* _Work to be completed_
Up to and including the line with "the size neither", please reproduce the lines below exactly, beginning with the first.

########

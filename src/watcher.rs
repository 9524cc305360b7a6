//! Inbound directory watching.
//!
//! ```text
//! notify event thread                      worker thread
//! ───────────────────                      ─────────────
//! Create(file.xlsx) ─► wait_until_stable ─► QueueSender ══► QueueReceiver ─► handler
//! ```
//!
//! The event thread only stabilizes and enqueues; the worker is the only
//! place the (slow) pipeline runs. The queue is unbounded and FIFO, with no
//! deduplication of repeated file names.

use std::fs;
use std::sync::mpsc::{self, Receiver, Sender};
use std::thread::{self, JoinHandle};
use std::time::Duration;

use camino::{Utf8Path, Utf8PathBuf};
use notify::event::CreateKind;
use notify::{Event, EventKind, RecommendedWatcher, RecursiveMode, Watcher};

use crate::config::WatchSettings;
use crate::error::SourcingError;

#[derive(Debug, Clone, Copy, PartialEq, Eq)]
pub struct StabilizePolicy {
    pub interval: Duration,
    pub attempts: u32,
}

impl From<&WatchSettings> for StabilizePolicy {
    fn from(settings: &WatchSettings) -> Self {
        Self {
            interval: settings.interval,
            attempts: settings.attempts,
        }
    }
}

pub trait SizeProbe: Send + Sync {
    /// Current size in bytes, `None` when the file cannot be stat'ed.
    fn size(&self, path: &Utf8Path) -> Option<u64>;
}

#[derive(Debug, Clone, Copy, Default)]
pub struct FsSizeProbe;

impl SizeProbe for FsSizeProbe {
    fn size(&self, path: &Utf8Path) -> Option<u64> {
        fs::metadata(path.as_std_path()).ok().map(|meta| meta.len())
    }
}

pub trait Sleeper: Send + Sync {
    fn sleep(&self, duration: Duration);
}

#[derive(Debug, Clone, Copy, Default)]
pub struct ThreadSleeper;

impl Sleeper for ThreadSleeper {
    fn sleep(&self, duration: Duration) {
        thread::sleep(duration);
    }
}

/// Polls the size of `path` until two consecutive polls agree, giving up
/// after `policy.attempts` polls. A poll that cannot read the size neither
/// matches nor resets the previous reading.
pub fn wait_until_stable(
    path: &Utf8Path,
    policy: StabilizePolicy,
    probe: &dyn SizeProbe,
    sleeper: &dyn Sleeper,
) -> bool {
    let mut last_size: Option<u64> = None;
    for _ in 0..policy.attempts {
        if let Some(size) = probe.size(path) {
            if last_size == Some(size) {
                return true;
            }
            last_size = Some(size);
        }
        sleeper.sleep(policy.interval);
    }
    false
}

pub fn is_recognized(path: &Utf8Path, extensions: &[String]) -> bool {
    path.extension()
        .map(|ext| extensions.iter().any(|known| known.eq_ignore_ascii_case(ext)))
        .unwrap_or(false)
}

#[derive(Debug, Clone)]
pub struct QueueSender {
    tx: Sender<Utf8PathBuf>,
}

impl QueueSender {
    /// Never blocks.
    pub fn push(&self, path: Utf8PathBuf) -> Result<(), SourcingError> {
        self.tx
            .send(path)
            .map_err(|err| SourcingError::Watch(format!("queue closed, dropped {}", err.0)))
    }
}

#[derive(Debug)]
pub struct QueueReceiver {
    rx: Receiver<Utf8PathBuf>,
}

impl QueueReceiver {
    /// Blocks until a path is available; `None` once every sender is gone.
    pub fn pop(&self) -> Option<Utf8PathBuf> {
        self.rx.recv().ok()
    }

    /// Like [`pop`](Self::pop), but gives up after `timeout`.
    pub fn pop_timeout(&self, timeout: Duration) -> Option<Utf8PathBuf> {
        self.rx.recv_timeout(timeout).ok()
    }
}

pub fn watch_queue() -> (QueueSender, QueueReceiver) {
    let (tx, rx) = mpsc::channel();
    (QueueSender { tx }, QueueReceiver { rx })
}

/// Starts the single background worker. It handles one path at a time and
/// returns how many it handled once the queue is closed.
pub fn spawn_worker<F>(queue: QueueReceiver, mut handler: F) -> JoinHandle<usize>
where
    F: FnMut(&Utf8Path) -> Result<(), SourcingError> + Send + 'static,
{
    thread::spawn(move || {
        let mut handled = 0usize;
        while let Some(path) = queue.pop() {
            tracing::info!(file = %path, "processing queued file");
            if let Err(err) = handler(&path) {
                tracing::error!(file = %path, error = %err, "processing failed");
            }
            handled += 1;
        }
        handled
    })
}

/// Filters, stabilizes and enqueues one created path. Returns whether it was
/// enqueued.
pub fn handle_created(
    path: &Utf8Path,
    settings: &WatchSettings,
    probe: &dyn SizeProbe,
    sleeper: &dyn Sleeper,
    queue: &QueueSender,
) -> bool {
    if !is_recognized(path, &settings.extensions) {
        return false;
    }
    let name = path.file_name().unwrap_or(path.as_str());
    tracing::info!(file = name, "new file, waiting for it to settle");

    if !wait_until_stable(path, StabilizePolicy::from(settings), probe, sleeper) {
        tracing::error!(file = name, "file did not stabilize in time, dropped");
        return false;
    }
    match queue.push(path.to_path_buf()) {
        Ok(()) => {
            tracing::info!(file = name, "file ready, queued");
            true
        }
        Err(err) => {
            tracing::error!(file = name, error = %err, "could not queue file");
            false
        }
    }
}

/// Keeps the underlying `notify` watcher alive; dropping it stops watching.
pub struct DirectoryWatcher {
    _watcher: RecommendedWatcher,
    dir: Utf8PathBuf,
}

impl DirectoryWatcher {
    pub fn start(
        dir: &Utf8Path,
        settings: WatchSettings,
        queue: QueueSender,
    ) -> Result<Self, SourcingError> {
        if !dir.as_std_path().is_dir() {
            return Err(SourcingError::Watch(format!("{dir} is not a directory")));
        }
        let mut watcher = notify::recommended_watcher(move |res: notify::Result<Event>| {
            let event = match res {
                Ok(event) => event,
                Err(err) => {
                    tracing::warn!(error = %err, "watch error");
                    return;
                }
            };
            if !is_file_creation(&event.kind) {
                return;
            }
            for path in event.paths {
                if path.is_dir() {
                    continue;
                }
                match Utf8PathBuf::from_path_buf(path) {
                    Ok(path) => {
                        handle_created(&path, &settings, &FsSizeProbe, &ThreadSleeper, &queue);
                    }
                    Err(path) => {
                        tracing::warn!(path = %path.display(), "skipping non UTF-8 path");
                    }
                }
            }
        })
        .map_err(|err| SourcingError::Watch(err.to_string()))?;
        watcher
            .watch(dir.as_std_path(), RecursiveMode::NonRecursive)
            .map_err(|err| SourcingError::Watch(err.to_string()))?;
        tracing::info!(dir = %dir, "watching for new files");
        Ok(Self {
            _watcher: watcher,
            dir: dir.to_path_buf(),
        })
    }

    pub fn dir(&self) -> &Utf8Path {
        &self.dir
    }
}

fn is_file_creation(kind: &EventKind) -> bool {
    matches!(kind, EventKind::Create(create) if *create != CreateKind::Folder)
}

#[cfg(test)]
mod tests {
    use std::sync::Mutex;

    use super::*;

    #[test]
    fn folder_creation_is_ignored() {
        assert!(is_file_creation(&EventKind::Create(CreateKind::File)));
        assert!(is_file_creation(&EventKind::Create(CreateKind::Any)));
        assert!(!is_file_creation(&EventKind::Create(CreateKind::Folder)));
        assert!(!is_file_creation(&EventKind::Any));
    }

    #[test]
    fn extension_match_is_case_insensitive() {
        let exts = vec!["xlsx".to_string()];
        assert!(is_recognized(Utf8Path::new("in/BOM.XLSX"), &exts));
        assert!(!is_recognized(Utf8Path::new("in/bom.xlsx.part"), &exts));
        assert!(!is_recognized(Utf8Path::new("in/README"), &exts));
    }

    struct Sequence(Mutex<Vec<Option<u64>>>);

    impl SizeProbe for Sequence {
        fn size(&self, _path: &Utf8Path) -> Option<u64> {
            let mut sizes = self.0.lock().unwrap();
            if sizes.is_empty() { None } else { sizes.remove(0) }
        }
    }

    struct NoSleep;

    impl Sleeper for NoSleep {
        fn sleep(&self, _duration: Duration) {}
    }

    #[test]
    fn missing_file_does_not_reset_reading() {
        let probe = Sequence(Mutex::new(vec![Some(10), None, Some(10)]));
        let policy = StabilizePolicy {
            interval: Duration::from_secs(1),
            attempts: 10,
        };
        assert!(wait_until_stable(Utf8Path::new("a.xlsx"), policy, &probe, &NoSleep));
    }
}
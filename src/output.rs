use std::io::{self, Write};

use serde::Serialize;

use crate::pipeline::{Phase, ProgressEvent, ProgressSink, RunReport};

pub struct JsonOutput;

impl JsonOutput {
    pub fn print_report(report: &RunReport) -> io::Result<()> {
        Self::print_json(report)
    }

    fn print_json<T: Serialize>(value: &T) -> io::Result<()> {
        let json = serde_json::to_string_pretty(value).map_err(io::Error::other)?;
        let mut stdout = io::stdout();
        stdout.write_all(json.as_bytes())?;
        stdout.write_all(b"\n")?;
        Ok(())
    }
}

/// Reports pipeline phases as log lines.
#[derive(Debug, Clone, Copy, Default)]
pub struct LogSink;

impl ProgressSink for LogSink {
    fn event(&self, event: ProgressEvent) {
        match event.phase {
            Phase::Failed => tracing::error!(phase = %event.phase, "{}", event.message),
            _ => tracing::info!(phase = %event.phase, "{}", event.message),
        }
    }
}
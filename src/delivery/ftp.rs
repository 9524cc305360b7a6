use std::fs::File;
use std::net::{SocketAddr, ToSocketAddrs};
use std::time::Duration;

use camino::Utf8Path;
use suppaftp::FtpStream;
use suppaftp::types::FileType;

use crate::config::FtpSettings;
use crate::delivery::{DeliveryChannel, file_name};
use crate::error::SourcingError;

pub const CONNECT_TIMEOUT: Duration = Duration::from_secs(30);

/// Binary STOR of the output file over plain FTP, one connection per call.
#[derive(Debug, Clone)]
pub struct FtpChannel {
    settings: FtpSettings,
}

impl FtpChannel {
    pub fn new(settings: FtpSettings) -> Self {
        Self { settings }
    }

    pub fn remote_name(&self, path: &Utf8Path) -> Result<String, SourcingError> {
        let name = file_name(path)?;
        Ok(match self.settings.remote_dir.as_deref() {
            Some(dir) if !dir.trim().is_empty() => {
                format!("{}/{name}", dir.trim_end_matches('/'))
            }
            _ => name.to_string(),
        })
    }

    pub fn addresses(&self) -> Result<Vec<SocketAddr>, SourcingError> {
        let addrs = (self.settings.host.as_str(), self.settings.port)
            .to_socket_addrs()
            .map_err(|err| SourcingError::Transfer(format!("resolve {}: {err}", self.settings.host)))?
            .collect::<Vec<_>>();
        if addrs.is_empty() {
            return Err(SourcingError::Transfer(format!(
                "resolve {}: no addresses",
                self.settings.host
            )));
        }
        Ok(addrs)
    }

    /// Tries each resolved address in turn, bounded by [`CONNECT_TIMEOUT`].
    fn connect(&self) -> Result<FtpStream, SourcingError> {
        let mut last_error = None;
        for addr in self.addresses()? {
            match FtpStream::connect_timeout(addr, CONNECT_TIMEOUT) {
                Ok(stream) => return Ok(stream),
                Err(err) => last_error = Some(format!("{addr}: {err}")),
            }
        }
        Err(SourcingError::Transfer(format!(
            "connect: {}",
            last_error.unwrap_or_else(|| "no address reachable".to_string())
        )))
    }
}

impl DeliveryChannel for FtpChannel {
    fn name(&self) -> &str {
        "ftp"
    }

    fn deliver(&self, path: &Utf8Path) -> Result<(), SourcingError> {
        let remote = self.remote_name(path)?;
        let mut file = File::open(path.as_std_path())
            .map_err(|err| SourcingError::Filesystem(format!("open {path}: {err}")))?;

        let mut ftp = self.connect()?;
        ftp.login(self.settings.user.as_str(), self.settings.password.as_str())
            .map_err(|err| SourcingError::Transfer(format!("login: {err}")))?;
        ftp.transfer_type(FileType::Binary)
            .map_err(|err| SourcingError::Transfer(format!("binary mode: {err}")))?;
        let bytes = ftp
            .put_file(remote.as_str(), &mut file)
            .map_err(|err| SourcingError::Transfer(format!("STOR {remote}: {err}")))?;
        ftp.quit()
            .map_err(|err| SourcingError::Transfer(format!("quit: {err}")))?;

        tracing::debug!(remote = %remote, bytes, "ftp upload complete");
        Ok(())
    }
}

#[cfg(test)]
mod tests {
    use super::*;

    fn settings(remote_dir: Option<&str>) -> FtpSettings {
        FtpSettings {
            host: "ftp.example.test".to_string(),
            port: 21,
            user: "upload".to_string(),
            password: "secret".to_string(),
            remote_dir: remote_dir.map(str::to_string),
        }
    }

    #[test]
    fn refused_connection_is_transfer_error() {
        let listener = std::net::TcpListener::bind("127.0.0.1:0").unwrap();
        let port = listener.local_addr().unwrap().port();
        drop(listener);

        let mut closed = settings(None);
        closed.host = "127.0.0.1".to_string();
        closed.port = port;
        let err = FtpChannel::new(closed).connect().err().unwrap();
        assert!(matches!(err, SourcingError::Transfer(message) if message.starts_with("connect:")));
    }

    #[test]
    fn remote_name_uses_base_name() {
        let channel = FtpChannel::new(settings(None));
        let name = channel
            .remote_name(Utf8Path::new("uploads/parts_response.xlsx"))
            .unwrap();
        assert_eq!(name, "parts_response.xlsx");
    }

    #[test]
    fn remote_name_under_fixed_directory() {
        let channel = FtpChannel::new(settings(Some("/inbox/")));
        let name = channel
            .remote_name(Utf8Path::new("uploads/parts_response.xlsx"))
            .unwrap();
        assert_eq!(name, "/inbox/parts_response.xlsx");
    }
}
pub mod engine;
pub mod pool;
pub mod tracker;

pub use engine::{InferenceScheduler, PostProcFn, PreProcFn};
pub use pool::{BatchSlot, SlotPool, SlotTicket};
pub use tracker::{OutputTracker, Poll};
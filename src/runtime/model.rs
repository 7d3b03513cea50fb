//! Model handle
//!
//! Thin adapter between the scheduler and a [`RuntimeModel`]: resolves the
//! configured input/output names once at open time, fixes the input layout,
//! reshapes the batch dimension, and exposes per-request batch-slice views.
//! The handle knows nothing about frames or queues.

use tracing::info;

use crate::config::InferenceOptions;
use crate::runtime::{CompletionFn, InferenceRuntime, LaunchError, Layout, RuntimeModel};
use crate::tensor::{Tensor, TensorDesc, TensorMut};
use crate::utils::error::{FrameflowError, Result};

#[derive(Debug)]
pub struct ModelHandle<M: RuntimeModel> {
    model: M,
    input_name: String,
    output_name: String,
    input_desc: TensorDesc,
}

impl<M: RuntimeModel> ModelHandle<M> {
    /// Load a model and prepare it for batched execution.
    ///
    /// The batch dimension becomes `opts.batch_size` (or 1 for synchronous
    /// execution) and 4-D input data is declared `NHWC`; the runtime is
    /// relied on to transpose into its native storage order.
    pub fn open<R>(runtime: &R, opts: &InferenceOptions) -> Result<Self>
    where
        R: InferenceRuntime<Model = M>,
    {
        let mut model = runtime.load_model(&opts.model_path, &opts.device)?;

        if !model.input_names().iter().any(|n| n == &opts.input_name) {
            return Err(FrameflowError::Config(format!(
                "model has no input named '{}'",
                opts.input_name
            )));
        }
        if !model.output_names().iter().any(|n| n == &opts.output_name) {
            return Err(FrameflowError::Config(format!(
                "model has no output named '{}'",
                opts.output_name
            )));
        }

        model.set_input_layout(&opts.input_name, Layout::Nhwc)?;

        let batch = if opts.async_exec { opts.batch_size } else { 1 };
        model.reshape_input_batch(&opts.input_name, batch)?;

        let input_desc = model.input_desc(&opts.input_name)?;
        info!(
            input = %opts.input_name,
            output = %opts.output_name,
            batch,
            channels = input_desc.channels,
            height = input_desc.height,
            width = input_desc.width,
            "model opened"
        );

        Ok(Self {
            model,
            input_name: opts.input_name.clone(),
            output_name: opts.output_name.clone(),
            input_desc,
        })
    }

    /// Descriptor of the configured input, post-reshape
    pub fn input_desc(&self) -> TensorDesc {
        self.input_desc
    }

    /// Descriptor of the configured output
    pub fn output_desc(&self) -> Result<TensorDesc> {
        self.model.output_desc(&self.output_name)
    }

    pub fn input_name(&self) -> &str {
        &self.input_name
    }

    pub fn output_name(&self) -> &str {
        &self.output_name
    }

    /// Allocate `count` reusable requests.
    pub fn create_requests(&self, count: usize) -> Result<Vec<M::Request>> {
        let mut requests = Vec::with_capacity(count);
        for i in 0..count {
            let request = self.model.create_request().map_err(|e| {
                FrameflowError::Resource(format!(
                    "allocated {} of {} inference requests: {}",
                    i, count, e
                ))
            })?;
            requests.push(request);
        }
        Ok(requests)
    }

    /// Mutable single-frame view of the input at batch slot `index`
    pub fn input_slice<'r>(
        &self,
        request: &'r mut M::Request,
        index: usize,
    ) -> Result<TensorMut<'r>> {
        self.model
            .input_tensor(request, &self.input_name)?
            .into_batch(index)
    }

    /// Single-frame view of the output at batch slot `index`
    pub fn output_slice<'r>(&self, request: &'r M::Request, index: usize) -> Result<Tensor<'r>> {
        self.model
            .output_tensor(request, &self.output_name)?
            .into_batch(index)
    }

    pub fn infer(&self, request: &mut M::Request) -> Result<()> {
        self.model.infer(request)
    }

    pub fn infer_async(
        &self,
        request: M::Request,
        on_complete: CompletionFn<M::Request>,
    ) -> std::result::Result<(), LaunchError<M::Request>> {
        self.model.infer_async(request, on_complete)
    }
}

########

* _Your response_
filename src/watcher.rs
repository 9524cc305360b7a6
//! Inbound directory watching.
//!
//! ```text
//! notify event thread                      worker thread
//! ───────────────────                      ─────────────
//! Create(file.xlsx) ─► wait_until_stable ─► QueueSender ══► QueueReceiver ─► handler
//! ```
//!
//! The event thread only stabilizes and enqueues; the worker is the only
//! place the (slow) pipeline runs. The queue is unbounded and FIFO, with no
//! deduplication of repeated file names.

use std::fs;
use std::sync::mpsc::{self, Receiver, Sender};
use std::thread::{self, JoinHandle};
use std::time::Duration;

use camino::{Utf8Path, Utf8PathBuf};
use notify::event::CreateKind;
use notify::{Event, EventKind, RecommendedWatcher, RecursiveMode, Watcher};

use crate::config::WatchSettings;
use crate::error::SourcingError;

#[derive(Debug, Clone, Copy, PartialEq, Eq)]
pub struct StabilizePolicy {
    pub interval: Duration,
    pub attempts: u32,
}

impl From<&WatchSettings> for StabilizePolicy {
    fn from(settings: &WatchSettings) -> Self {
        Self {
            interval: settings.interval,
            attempts: settings.attempts,
        }
    }
}

pub trait SizeProbe: Send + Sync {
    /// Current size in bytes, `None` when the file cannot be stat'ed.
    fn size(&self, path: &Utf8Path) -> Option<u64>;
}

#[derive(Debug, Clone, Copy, Default)]
pub struct FsSizeProbe;

impl SizeProbe for FsSizeProbe {
    fn size(&self, path: &Utf8Path) -> Option<u64> {
        fs::metadata(path.as_std_path()).ok().map(|meta| meta.len())
    }
}

pub trait Sleeper: Send + Sync {
    fn sleep(&self, duration: Duration);
}

#[derive(Debug, Clone, Copy, Default)]
pub struct ThreadSleeper;

impl Sleeper for ThreadSleeper {
    fn sleep(&self, duration: Duration) {
        thread::sleep(duration);
    }
}

/// Polls the size of `path` until two consecutive polls agree, giving up
/// after `policy.attempts` polls. A poll that cannot read the size neither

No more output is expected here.